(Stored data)
--- --- ---
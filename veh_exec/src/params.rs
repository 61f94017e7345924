//! # Vehicle Executable Parameters
//!
//! This module provide parameters for the vehicle executable.

// ------------------------------------------------------------------------------------------------
// IMPORTS
// ------------------------------------------------------------------------------------------------

use serde::Deserialize;
use thiserror::Error;

use crate::drive_client::DriveParams;

// ------------------------------------------------------------------------------------------------
// CONSTANTS
// ------------------------------------------------------------------------------------------------

/// Longest accepted cycle period, the watchdog can't be kept fed beyond this.
///
/// Units: seconds
pub const MAX_CYCLE_PERIOD_S: f64 = 10.0;

// ------------------------------------------------------------------------------------------------
// STRUCTS
// ------------------------------------------------------------------------------------------------

#[derive(Debug, Clone, Copy, Deserialize, PartialEq)]
#[serde(default)]
pub struct VehExecParams {
    /// Target period of one cycle.
    ///
    /// Units: seconds
    pub cycle_period_s: f64,

    /// Number of consecutive failures to send demands to the drivetrain
    /// tolerated before the vehicle is halted.
    pub max_drive_failures: u64,

    /// Write the supervisor status archive every cycle.
    pub archive_enabled: bool,

    /// Drivetrain geometry.
    pub drive: DriveParams,
}

// ------------------------------------------------------------------------------------------------
// ENUMS
// ------------------------------------------------------------------------------------------------

#[derive(Debug, Error, PartialEq)]
pub enum ExecParamsError {
    #[error("The cycle period must be greater than 0 and at most 10 s, got {0}")]
    InvalidCyclePeriod(f64),
}

// ------------------------------------------------------------------------------------------------
// IMPLS
// ------------------------------------------------------------------------------------------------

impl VehExecParams {
    /// Check the values loaded from file can be used to run the executable.
    pub fn validate(&self) -> Result<(), ExecParamsError> {
        if !(self.cycle_period_s > 0.0 && self.cycle_period_s <= MAX_CYCLE_PERIOD_S) {
            return Err(ExecParamsError::InvalidCyclePeriod(self.cycle_period_s));
        }

        Ok(())
    }

    /// Number of cycles per second.
    pub fn cycle_frequency_hz(&self) -> f64 {
        1.0 / self.cycle_period_s
    }
}

impl Default for VehExecParams {
    fn default() -> Self {
        Self {
            cycle_period_s: 0.1,
            max_drive_failures: 5,
            archive_enabled: true,
            drive: DriveParams::default(),
        }
    }
}

#[cfg(test)]
mod test {
    use super::*;

    #[test]
    fn test_validate() {
        let mut p = VehExecParams::default();
        assert_eq!(p.validate(), Ok(()));
        assert_eq!(p.cycle_frequency_hz(), 10.0);

        for bad in [0.0, -0.1, f64::NAN, f64::INFINITY, 1e300].iter() {
            p.cycle_period_s = *bad;
            assert!(p.validate().is_err(), "{} accepted", bad);
        }

        let p: VehExecParams = util::params::parse("cycle_period_s = -1.0").unwrap();
        assert_eq!(p.validate(), Err(ExecParamsError::InvalidCyclePeriod(-1.0)));
    }
}
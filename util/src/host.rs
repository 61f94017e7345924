//! Host platform utility functions

use std::env;
use std::path::PathBuf;

/// Environment variable pointing at the root of the software checkout.
pub const SW_ROOT_ENV_VAR: &str = "VEH_SW_ROOT";

/// Get the root directory of the software, as given by the `VEH_SW_ROOT`
/// environment variable.
pub fn get_veh_sw_root() -> Result<PathBuf, env::VarError> {
    env::var(SW_ROOT_ENV_VAR).map(PathBuf::from)
}
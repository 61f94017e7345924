//! Utility library for the vehicle software

// ---------------------------------------------------------------------------
// MODULES
// ---------------------------------------------------------------------------

pub mod archive;
pub mod host;
#[macro_use]
pub mod logger;
pub mod maths;
pub mod module;
pub mod params;
pub mod session;
pub mod script_interpreter;
pub mod time;

// ---------------------------------------------------------------------------
// REEXPORTS
// ---------------------------------------------------------------------------

pub use comms_if;
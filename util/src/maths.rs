//! Utility maths functions

// ---------------------------------------------------------------------------
// IMPORTS
// ---------------------------------------------------------------------------

use num_traits::Float;

/// Clamp a value into the range `[-limit, limit]`.
///
/// A negative limit is treated as its magnitude. `NAN` values are clamped to
/// zero so that a bad input can never produce a nonzero demand.
pub fn clamp_abs<T>(value: T, limit: T) -> T
where
    T: Float,
{
    if value.is_nan() {
        return T::zero();
    }

    let limit = limit.abs();

    value.max(-limit).min(limit)
}

/// Apply a deadzone to a value, returning zero if its magnitude is strictly
/// less than the deadzone width.
pub fn deadzone<T>(value: T, width: T) -> T
where
    T: Float,
{
    if value.abs() < width {
        T::zero()
    } else {
        value
    }
}

/// Wrap an angle into the range `[-pi, pi]`.
pub fn wrap_pi<T>(angle: T) -> T
where
    T: Float,
{
    let pi_t = T::from(std::f64::consts::PI).unwrap_or_else(T::zero);
    let tau_t = pi_t + pi_t;

    rem_euclid(angle + pi_t, tau_t) - pi_t
}

/// Calculates the least nonnegative remainder of `lhs (mod rhs)`.
///
/// This function is taken from the std library as num is missing it.
///
/// In particular, the return value `r` satisfies `0.0 <= r < rhs.abs()` in
/// most cases. However, due to a floating point round-off error it can
/// result in `r == rhs.abs()` if `lhs` is much smaller than `rhs.abs()` in
/// magnitude and `lhs < 0.0`.
pub fn rem_euclid<T>(lhs: T, rhs: T) -> T
where
    T: Float,
{
    let r = lhs % rhs;
    if r < T::zero() {
        r + rhs.abs()
    } else {
        r
    }
}
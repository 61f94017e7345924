//! Parameters structure for the localisation providers

// ---------------------------------------------------------------------------
// IMPORTS
// ---------------------------------------------------------------------------

use comms_if::eqpt::loc::{AnchorSet, TargetLocation, NUM_BEACON_RECEIVERS};
use serde::Deserialize;
use std::f64::consts::{FRAC_PI_4, PI};

// ---------------------------------------------------------------------------
// DATA STRUCTURES
// ---------------------------------------------------------------------------

/// Parameters for all localisation providers.
#[derive(Debug, Clone, Default, Deserialize, PartialEq)]
#[serde(default)]
pub struct LocParams {
    /// Location of the dock, if known at startup. Can also be set by
    /// telecommand.
    pub target: Option<TargetLocation>,

    /// Ranging anchors around the dock, used along with `target`.
    pub anchors: AnchorSet,

    pub satellite: SatelliteParams,
    pub ranging: RangingParams,
    pub beacon: BeaconParams,
}

#[derive(Debug, Clone, Copy, Deserialize, PartialEq)]
pub struct SatelliteParams {
    /// Minimum number of satellites in a solution for it to be used.
    pub min_satellites: u8,
}

#[derive(Debug, Clone, Copy, Deserialize, PartialEq)]
pub struct RangingParams {
    /// Minimum number of known anchors which must respond for a position to
    /// be computed. Values below 3 are treated as 3.
    pub min_anchors: usize,
}

#[derive(Debug, Clone, Copy, Deserialize, PartialEq)]
pub struct BeaconParams {
    /// Bearing of the centre of each receiver's field of view relative to the
    /// vehicle's forward axis, positive to the left, indexed by
    /// `BeaconReceiver::index`.
    ///
    /// Units: radians
    pub receiver_bearing_rad: [f64; NUM_BEACON_RECEIVERS],
}

// ---------------------------------------------------------------------------
// IMPLEMENTATIONS
// ---------------------------------------------------------------------------

impl Default for SatelliteParams {
    fn default() -> Self {
        Self { min_satellites: 4 }
    }
}

impl Default for RangingParams {
    fn default() -> Self {
        Self { min_anchors: 3 }
    }
}

impl Default for BeaconParams {
    fn default() -> Self {
        Self {
            receiver_bearing_rad: [FRAC_PI_4, 0.0, -FRAC_PI_4, PI],
        }
    }
}
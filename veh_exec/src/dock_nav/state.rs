//! Implementations for the DockNav state structure

// ---------------------------------------------------------------------------
// IMPORTS
// ---------------------------------------------------------------------------

// External
use log::{info, trace};
use serde::Serialize;

// Internal
use super::{DockNavParams, LostFixPolicy, PhaseParams};
use comms_if::eqpt::{
    drive::VelocityCommand,
    loc::{AnchorSet, LocSource, LocalizationFix, TargetLocation},
};
use util::maths::clamp_abs;

// ---------------------------------------------------------------------------
// DATA STRUCTURES
// ---------------------------------------------------------------------------

/// Docking navigator state
#[derive(Debug, Default)]
pub struct DockNav {
    pub(crate) params: DockNavParams,

    phase: DockingPhase,

    dock: Option<DockConfig>,

    last_cmd: VelocityCommand,
}

/// The location of the dock, which must be set before docking may begin.
#[derive(Debug, Clone, PartialEq, Serialize)]
pub struct DockConfig {
    /// Global location of the dock
    pub target: TargetLocation,

    /// Ranging anchors installed around the dock
    pub anchors: AnchorSet,
}

// ---------------------------------------------------------------------------
// ENUMERATIONS
// ---------------------------------------------------------------------------

/// Phases of the docking navigator.
#[derive(Debug, Copy, Clone, Eq, PartialEq, Serialize)]
pub enum DockingPhase {
    /// Not docking.
    Disabled,

    /// Homing on satellite positioning.
    CoarseSatellite,

    /// Homing on ranging to the dock anchors.
    MediumRanging,

    /// Final approach on the dock beacon.
    FineBeacon,

    /// In the dock.
    Homed,
}

// ---------------------------------------------------------------------------
// IMPLEMENTATIONS
// ---------------------------------------------------------------------------

impl Default for DockingPhase {
    fn default() -> Self {
        DockingPhase::Disabled
    }
}

impl DockingPhase {
    /// The localisation source used during this phase, if any.
    pub fn loc_source(&self) -> Option<LocSource> {
        match self {
            DockingPhase::Disabled | DockingPhase::Homed => None,
            DockingPhase::CoarseSatellite => Some(LocSource::Satellite),
            DockingPhase::MediumRanging => Some(LocSource::Ranging),
            DockingPhase::FineBeacon => Some(LocSource::Beacon),
        }
    }

    /// Position of the phase in the docking sequence.
    pub fn ordinal(&self) -> u8 {
        match self {
            DockingPhase::Disabled => 0,
            DockingPhase::CoarseSatellite => 1,
            DockingPhase::MediumRanging => 2,
            DockingPhase::FineBeacon => 3,
            DockingPhase::Homed => 4,
        }
    }
}

impl DockNav {
    /// Create a new navigator with the given parameters, which will be
    /// disabled and not configured.
    pub fn new(params: DockNavParams) -> Self {
        Self {
            params,
            ..Default::default()
        }
    }

    /// Set the dock the navigator homes on to.
    pub fn configure(&mut self, target: TargetLocation, anchors: AnchorSet) {
        info!(
            "Dock configured at ({:.6}, {:.6}) deg with {} anchors",
            target.latitude_deg,
            target.longitude_deg,
            anchors.len()
        );
        self.dock = Some(DockConfig { target, anchors });
    }

    /// Returns true if a dock has been configured.
    pub fn is_configured(&self) -> bool {
        self.dock.is_some()
    }

    pub fn dock(&self) -> Option<&DockConfig> {
        self.dock.as_ref()
    }

    pub fn phase(&self) -> DockingPhase {
        self.phase
    }

    /// Begin docking from the coarsest phase.
    pub fn start(&mut self) {
        self.last_cmd = VelocityCommand::zero();
        self.set_phase(DockingPhase::CoarseSatellite);
    }

    /// Stop docking, returning to `Disabled` from any phase.
    pub fn stop(&mut self) {
        self.last_cmd = VelocityCommand::zero();
        self.set_phase(DockingPhase::Disabled);
    }

    /// Step the navigator with this cycle's fix from the current phase's
    /// source.
    ///
    /// `finer_source_ok` reports whether the ranging source is able to take
    /// over from satellite positioning, and is only used in the
    /// `CoarseSatellite` phase.
    ///
    /// The returned command is computed with the gains of the phase the
    /// navigator was in at the start of the call. The phase advances at most
    /// once per call, and never on an invalid fix.
    pub fn advance(&mut self, fix: &LocalizationFix, finer_source_ok: bool) -> VelocityCommand {
        let (cmd, next_phase) = match self.phase {
            DockingPhase::Disabled | DockingPhase::Homed => (VelocityCommand::zero(), self.phase),

            phase if !fix.valid => (self.lost_fix_cmd(phase), phase),

            DockingPhase::CoarseSatellite => {
                let p = &self.params.coarse;
                let next = if fix.distance_to_target_m <= p.advance_dist_m && finer_source_ok {
                    DockingPhase::MediumRanging
                } else {
                    DockingPhase::CoarseSatellite
                };
                (proportional(p, fix), next)
            }

            DockingPhase::MediumRanging => {
                let p = &self.params.medium;
                let next = if fix.distance_to_target_m <= p.advance_dist_m {
                    DockingPhase::FineBeacon
                } else {
                    DockingPhase::MediumRanging
                };
                (proportional(p, fix), next)
            }

            DockingPhase::FineBeacon => {
                let p = &self.params.fine;
                if fix.distance_to_target_m <= p.advance_dist_m {
                    (VelocityCommand::zero(), DockingPhase::Homed)
                } else {
                    let mut cmd = proportional(p, fix);

                    // Don't move forward until aligned with the dock
                    if !(fix.heading_error_rad.abs() < self.params.align_threshold_rad) {
                        cmd.linear_ms = 0.0;
                    }

                    (cmd, DockingPhase::FineBeacon)
                }
            }
        };

        trace!(
            "DockNav {:?}: fix {:?} -> cmd {:?}",
            self.phase,
            fix,
            cmd
        );

        self.set_phase(next_phase);
        self.last_cmd = cmd;

        cmd
    }

    /// Get the controller parameters of a phase, or `None` for phases with
    /// no controller.
    pub fn phase_params(&self, phase: DockingPhase) -> Option<&PhaseParams> {
        match phase {
            DockingPhase::Disabled | DockingPhase::Homed => None,
            DockingPhase::CoarseSatellite => Some(&self.params.coarse),
            DockingPhase::MediumRanging => Some(&self.params.medium),
            DockingPhase::FineBeacon => Some(&self.params.fine),
        }
    }

    fn lost_fix_cmd(&self, phase: DockingPhase) -> VelocityCommand {
        match (self.params.lost_fix_policy, self.phase_params(phase)) {
            (LostFixPolicy::HoldLast, Some(p)) => VelocityCommand::new(
                clamp_abs(self.last_cmd.linear_ms, p.max_linear_ms),
                clamp_abs(self.last_cmd.angular_rads, p.max_angular_rads),
            ),
            _ => VelocityCommand::zero(),
        }
    }

    fn set_phase(&mut self, phase: DockingPhase) {
        if phase != self.phase {
            info!("DockNav phase change: {:?} -> {:?}", self.phase, phase);
            self.phase = phase;
        }
    }
}

// ---------------------------------------------------------------------------
// PRIVATE FUNCTIONS
// ---------------------------------------------------------------------------

/// Proportional control on distance and heading error, limited to the
/// phase's bounds.
fn proportional(p: &PhaseParams, fix: &LocalizationFix) -> VelocityCommand {
    VelocityCommand::new(
        clamp_abs(p.k_linear * fix.distance_to_target_m, p.max_linear_ms),
        clamp_abs(p.k_angular * fix.heading_error_rad, p.max_angular_rads),
    )
}
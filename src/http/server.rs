//! HTTP server setup and configuration.
//!
//! # Responsibilities
//! - Create Axum Router with all handlers
//! - Wire up the request pipeline (rate limit → soul → compression)
//! - Wire up ambient middleware (tracing, timeouts, body limit, request ID)
//! - Own the rate limiter and its sweeper
//! - Bind server to listener with graceful shutdown

use std::net::SocketAddr;
use std::sync::Arc;
use std::time::{Duration, Instant};

use axum::{
    body::Body,
    extract::DefaultBodyLimit,
    http::{header, Request},
    middleware::{self, Next},
    response::Response,
    routing::{get, post},
    Router,
};
use tokio::net::TcpListener;
use tokio::sync::broadcast;
use tower::ServiceBuilder;
use tower_http::{
    compression::CompressionLayer,
    request_id::{MakeRequestUuid, PropagateRequestIdLayer, SetRequestIdLayer},
    services::ServeDir,
    set_header::SetResponseHeaderLayer,
    timeout::TimeoutLayer,
    trace::TraceLayer,
};

use crate::config::ServerConfig;
use crate::http::handlers::{
    get_my_soul, healthz, list_pixels, list_souls, paint_pixel, register_pixels, AppState,
};
use crate::http::response::cache_rule;
use crate::observability::metrics;
use crate::security::{rate_limit_middleware, RateLimitState, RateLimiter};
use crate::souls::{soul_middleware, SoulState};
use crate::storage::Database;

/// HTTP server for the pixel grid.
pub struct HttpServer {
    router: Router,
    config: ServerConfig,
    limiter: Option<Arc<RateLimiter>>,
}

impl HttpServer {
    /// Create a new HTTP server with the given configuration and database.
    pub fn new(config: ServerConfig, db: Database) -> Self {
        let limiter = config
            .rate_limit
            .enabled
            .then(|| Arc::new(RateLimiter::from_config(&config.rate_limit)));

        let state = AppState::new(db.clone(), config.grid.clone(), config.caches.clone());
        let router = Self::build_router(&config, state, db, limiter.clone());

        Self {
            router,
            config,
            limiter,
        }
    }

    /// Build the Axum router with all middleware layers.
    ///
    /// Layers added later wrap the earlier ones, so the pipeline order is
    /// read bottom-up.
    #[allow(deprecated)]
    fn build_router(
        config: &ServerConfig,
        state: AppState,
        db: Database,
        limiter: Option<Arc<RateLimiter>>,
    ) -> Router {
        let mut router = Router::new()
            .route("/healthz", get(healthz))
            .route("/api/pixels", get(list_pixels))
            .route("/api/pixels/paint", post(paint_pixel))
            .route("/api/pixels/register", post(register_pixels))
            .route("/api/souls", get(list_souls))
            .route("/api/souls/me", get(get_my_soul))
            .with_state(state);

        if let Some(dir) = &config.static_files.dir {
            let serve_dir = ServeDir::new(dir);
            router = if config.caches.static_files_secs > 0 {
                let cache = cache_rule(Duration::from_secs(config.caches.static_files_secs));
                router.fallback_service(
                    ServiceBuilder::new()
                        .layer(SetResponseHeaderLayer::if_not_present(header::CACHE_CONTROL, cache))
                        .service(serve_dir),
                )
            } else {
                router.fallback_service(serve_dir)
            };
        }

        if config.compression.enabled {
            router = router.layer(CompressionLayer::new());
        }

        router = router.layer(middleware::from_fn_with_state(
            SoulState {
                db,
                trust_forwarded: config.listener.trust_forwarded,
            },
            soul_middleware,
        ));

        if let Some(limiter) = limiter {
            router = router.layer(middleware::from_fn_with_state(
                RateLimitState {
                    limiter,
                    trust_forwarded: config.listener.trust_forwarded,
                },
                rate_limit_middleware,
            ));
        }

        router
            .layer(DefaultBodyLimit::max(config.listener.max_body_bytes))
            .layer(TimeoutLayer::new(Duration::from_secs(
                config.listener.request_timeout_secs,
            )))
            .layer(middleware::from_fn(track_metrics))
            .layer(PropagateRequestIdLayer::x_request_id())
            .layer(TraceLayer::new_for_http())
            .layer(SetRequestIdLayer::x_request_id(MakeRequestUuid))
    }

    /// Run the server, accepting connections on the given listener until
    /// `shutdown` fires.
    pub async fn run(
        self,
        listener: TcpListener,
        mut shutdown: broadcast::Receiver<()>,
    ) -> Result<(), std::io::Error> {
        let addr = listener.local_addr()?;
        tracing::info!(
            address = %addr,
            trust_forwarded = self.config.listener.trust_forwarded,
            "HTTP server starting"
        );

        if let Some(limiter) = &self.limiter {
            limiter.spawn_sweeper(shutdown.resubscribe());
            tracing::info!(
                limit = limiter.limit(),
                window_secs = limiter.window().as_secs(),
                "Rate limiter enabled"
            );
        }

        let app = self
            .router
            .into_make_service_with_connect_info::<SocketAddr>();

        axum::serve(listener, app)
            .with_graceful_shutdown(async move {
                let _ = shutdown.recv().await;
                tracing::info!("Shutdown signal received");
            })
            .await?;

        tracing::info!("HTTP server stopped");
        Ok(())
    }

    /// Get a reference to the config.
    pub fn config(&self) -> &ServerConfig {
        &self.config
    }
}

async fn track_metrics(request: Request<Body>, next: Next) -> Response {
    let start = Instant::now();
    let method = request.method().to_string();
    let response = next.run(request).await;
    metrics::record_request(&method, response.status().as_u16(), start);
    response
}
--- --- ---
PROMPT: Once the line containing "use crate::drive_client::DriveParams;" has been written out, please stop; every line before it, back to the first line of the records above, should be given exactly.

RESPONSE AREA:
filename veh_exec/src/params.rs
repository 61f94017e7345924
//! # Vehicle Executable Parameters
//!
//! This module provide parameters for the vehicle executable.

// ------------------------------------------------------------------------------------------------
// IMPORTS
// ------------------------------------------------------------------------------------------------

use serde::Deserialize;
use thiserror::Error;

use crate::drive_client::DriveParams;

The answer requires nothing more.